One of the primary weapons of choice for terrorists and lone wolf attackers has been the Improvised Explosive Device, or IED. These dangerous, homemade devices are typically constructed from common household items making them rather inexpensive to build. Nevertheless, IEDs can pack a powerful punch and have been known to cause an extraordinary amount of damage and loss of life.
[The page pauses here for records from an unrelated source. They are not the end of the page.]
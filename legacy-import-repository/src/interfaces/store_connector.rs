//! Connector trait used to acquire a document store once per run.

use std::sync::Arc;

use async_trait::async_trait;

use crate::errors::StoreError;
use crate::interfaces::DocumentStore;

/// Opens a connection to a document store.
///
/// The import calls `connect` exactly once at the start of a run and
/// releases the returned store with [`DocumentStore::shutdown`] at the end.
#[async_trait]
pub trait StoreConnector: Send + Sync {
    /// Human-readable description of the target, safe to log.
    fn target(&self) -> String;

    /// Connect and verify the store is reachable.
    async fn connect(&self) -> Result<Arc<dyn DocumentStore>, StoreError>;
}
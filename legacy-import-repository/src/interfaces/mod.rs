//! Interface definitions for the document store.
//!
//! This module defines the abstract `DocumentStore` and `StoreConnector`
//! traits that allow for dependency injection and swappable backends.

mod document_store;
mod store_connector;

pub use document_store::DocumentStore;
pub use store_connector::StoreConnector;
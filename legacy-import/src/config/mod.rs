//! Configuration and dependency wiring for the legacy import.

mod dependencies;

use std::env;
use std::path::PathBuf;

use legacy_import_repository::config::{DEFAULT_DATABASE_NAME, DEFAULT_MONGODB_URI};
use legacy_import_repository::StoreConfig;
use tracing::warn;

pub use dependencies::Dependencies;

/// Default snapshot file, relative to the working directory.
pub const DEFAULT_SNAPSHOT_PATH: &str = "legacy-data.json";

/// Output format of the log subscriber.
#[derive(Debug, Clone, Copy, PartialEq, Eq)]
pub enum LogFormat {
    /// Human readable multi-line console output.
    Pretty,
    /// One JSON object per event.
    Json,
}

impl LogFormat {
    /// Parse the log format from `LOG_FORMAT`.
    ///
    /// Valid values: "pretty" or "json" (case-insensitive).
    /// Defaults to "pretty" if not set or invalid. An invalid value is
    /// handed back next to the fallback: this runs before any subscriber
    /// exists, so the caller reports it once tracing is initialized.
    pub fn from_env() -> (Self, Option<String>) {
        match env::var("LOG_FORMAT") {
            Ok(value) => match Self::parse(&value) {
                Some(format) => (format, None),
                None => (Self::Pretty, Some(value)),
            },
            Err(_) => (Self::Pretty, None),
        }
    }

    fn parse(value: &str) -> Option<Self> {
        match value.trim().to_lowercase().as_str() {
            "pretty" | "console" | "" => Some(Self::Pretty),
            "json" => Some(Self::Json),
            _ => None,
        }
    }
}

/// Settings for one import run.
#[derive(Debug, Clone, PartialEq, Eq)]
pub struct ImportConfig {
    pub store: StoreConfig,
    pub snapshot_path: PathBuf,
    /// Write to the in-memory store instead of MongoDB.
    pub dry_run: bool,
    pub log_format: LogFormat,
}

impl Default for ImportConfig {
    fn default() -> Self {
        Self {
            store: StoreConfig::default(),
            snapshot_path: PathBuf::from(DEFAULT_SNAPSHOT_PATH),
            dry_run: false,
            log_format: LogFormat::Pretty,
        }
    }
}

impl ImportConfig {
    /// Read the configuration from environment variables.
    ///
    /// # Environment Variables
    ///
    /// - `MONGODB_URI`: store connection string (default: mongodb://localhost:27017)
    /// - `MONGODB_DATABASE`: target database (default: grocery_store)
    /// - `LEGACY_SNAPSHOT_PATH`: snapshot file (default: legacy-data.json)
    /// - `IMPORT_DRY_RUN`: "true"/"1" to use the in-memory store (default: false)
    /// - `LOG_FORMAT`: "pretty" or "json" (default: pretty)
    pub fn from_env() -> Self {
        let uri = non_empty_var("MONGODB_URI").unwrap_or_else(|| DEFAULT_MONGODB_URI.to_string());
        let database =
            non_empty_var("MONGODB_DATABASE").unwrap_or_else(|| DEFAULT_DATABASE_NAME.to_string());
        let snapshot_path = non_empty_var("LEGACY_SNAPSHOT_PATH")
            .map(PathBuf::from)
            .unwrap_or_else(|| PathBuf::from(DEFAULT_SNAPSHOT_PATH));

        let dry_run = match non_empty_var("IMPORT_DRY_RUN") {
            None => false,
            Some(value) => match value.to_lowercase().as_str() {
                "true" | "1" | "yes" => true,
                "false" | "0" | "no" => false,
                _ => {
                    warn!(value = %value, "Invalid IMPORT_DRY_RUN, defaulting to 'false'");
                    false
                }
            },
        };

        Self {
            store: StoreConfig::new(uri, database),
            snapshot_path,
            dry_run,
            log_format: LogFormat::from_env().0,
        }
    }
}

fn non_empty_var(name: &str) -> Option<String> {
    env::var(name)
        .ok()
        .map(|value| value.trim().to_string())
        .filter(|value| !value.is_empty())
}

#[cfg(test)]
mod tests {
    use super::*;
    use serial_test::serial;

    const VARS: [&str; 5] = [
        "MONGODB_URI",
        "MONGODB_DATABASE",
        "LEGACY_SNAPSHOT_PATH",
        "IMPORT_DRY_RUN",
        "LOG_FORMAT",
    ];

    fn clear_env() {
        for var in VARS {
            env::remove_var(var);
        }
    }

    #[test]
    #[serial]
    fn test_defaults_when_unset() {
        clear_env();
        assert_eq!(ImportConfig::from_env(), ImportConfig::default());
    }

    #[test]
    #[serial]
    fn test_reads_every_variable() {
        clear_env();
        env::set_var("MONGODB_URI", "mongodb://db:27017");
        env::set_var("MONGODB_DATABASE", "shop");
        env::set_var("LEGACY_SNAPSHOT_PATH", "/data/export.json");
        env::set_var("IMPORT_DRY_RUN", "TRUE");
        env::set_var("LOG_FORMAT", "json");

        let config = ImportConfig::from_env();
        clear_env();

        assert_eq!(config.store, StoreConfig::new("mongodb://db:27017", "shop"));
        assert_eq!(config.snapshot_path, PathBuf::from("/data/export.json"));
        assert!(config.dry_run);
        assert_eq!(config.log_format, LogFormat::Json);
    }

    #[test]
    #[serial]
    fn test_invalid_values_fall_back() {
        clear_env();
        env::set_var("IMPORT_DRY_RUN", "sometimes");
        env::set_var("LOG_FORMAT", "xml");
        env::set_var("MONGODB_DATABASE", "   ");

        let config = ImportConfig::from_env();
        clear_env();

        assert!(!config.dry_run);
        assert_eq!(config.log_format, LogFormat::Pretty);
        assert_eq!(config.store.database, "grocery_store");
    }

    #[test]
    #[serial]
    fn test_invalid_log_format_is_handed_back() {
        clear_env();
        env::set_var("LOG_FORMAT", "xml");
        let invalid = LogFormat::from_env();
        env::set_var("LOG_FORMAT", "JSON");
        let json = LogFormat::from_env();
        clear_env();

        assert_eq!(invalid, (LogFormat::Pretty, Some("xml".to_string())));
        assert_eq!(json, (LogFormat::Json, None));
        assert_eq!(LogFormat::from_env(), (LogFormat::Pretty, None));
    }
}
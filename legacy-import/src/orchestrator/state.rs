//! Lifecycle of one import run.

use std::fmt;

use crate::processor::Phase;

/// Where a run is. States only move forward:
/// `NotStarted -> ConnectingToStore -> LoadingSnapshot -> Phase(..)* ->
/// SummaryReported -> Disconnected`. A failed run skips straight to
/// `Disconnected` once a connection was made.
#[derive(Debug, Clone, Copy, PartialEq, Eq)]
pub enum RunState {
    NotStarted,
    ConnectingToStore,
    LoadingSnapshot,
    Phase(Phase),
    SummaryReported,
    Disconnected,
}

impl fmt::Display for RunState {
    fn fmt(&self, f: &mut fmt::Formatter<'_>) -> fmt::Result {
        match self {
            RunState::NotStarted => f.write_str("not-started"),
            RunState::ConnectingToStore => f.write_str("connecting"),
            RunState::LoadingSnapshot => f.write_str("loading-snapshot"),
            RunState::Phase(phase) => write!(f, "phase:{}", phase),
            RunState::SummaryReported => f.write_str("summary-reported"),
            RunState::Disconnected => f.write_str("disconnected"),
        }
    }
}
Consequently, security checkpoint personnel must always be on high alert for the IED threat. If allowed to pass through a checkpoint, the device will certainly be used with malicious intent. At a fundamental core, security personnel must gain a basic understanding of improvised explosive devices and how they are constructed in order to recognize when one is presented before them.
Variety Among IEDs
There is no one-single type of IED. Explosive devices can be configured countless ways ranging from simple to highly sophisticated. Their shape, size, and design are limited only by the skill and creativity of its maker. IEDs can be deployed on their own, as car bombs, roadside bombs, suicide bombs, or concealed within innocent items. Shrapnel and chemicals may even be used to maximize the blast of an explosion.
Incidents of IED Attacks
February 2, 2016 – A bomber blew himself out of a passenger plane when his laptop bomb detonated approximately 20 minutes after departing Mogadishu airport in Somalia.
June 12, 2016 – Four passengers suffered minor injuries from broken glass when a man threw a beer bottle explosive device towards an airport check-in counter in Shanghai, China.
June 28, 2016 – Coordinated attacks by three men with automatic weapons and explosive belts in the international terminal of Ataturk Airport in Turkey left over 40 dead and hundreds injured.
July 3, 2016 – A suicide bomber detonated a truck full of explosives in a busy shopping district of Karrada, Iraq ahead of celebrations marking the end of Ramadan, killing 382 people.
July 7, 2016 – A man wounded at least 25 people when he detonated a metal tube filled with an explosive substance on a commuter train approaching Taipei.
The incidents above express how homemade devices can be used in many ways, in different settings, and with varying levels of impact all over the world. In areas where a security checkpoint is or can be established, training for checkpoint personnel is imperative since explosive devices can be difficult to detect without the proper knowledge and skill set.
How IED Components Work Together
The typical components that make up an IED and how they all function together are two critical pieces of knowledge every security screener should understand. All IEDs typically require the same four components – which can easily be remembered by using the acronym, PIES:
- Power Source
The power source provides an electrical charge to the initiator. The initiator contains a small amount of explosive material which triggers the rest of the explosives. The switch (or timer) tells the initiator when to set off the IED in the first place. Some consider the container, which holds everything together, to be the fifth component of an IED.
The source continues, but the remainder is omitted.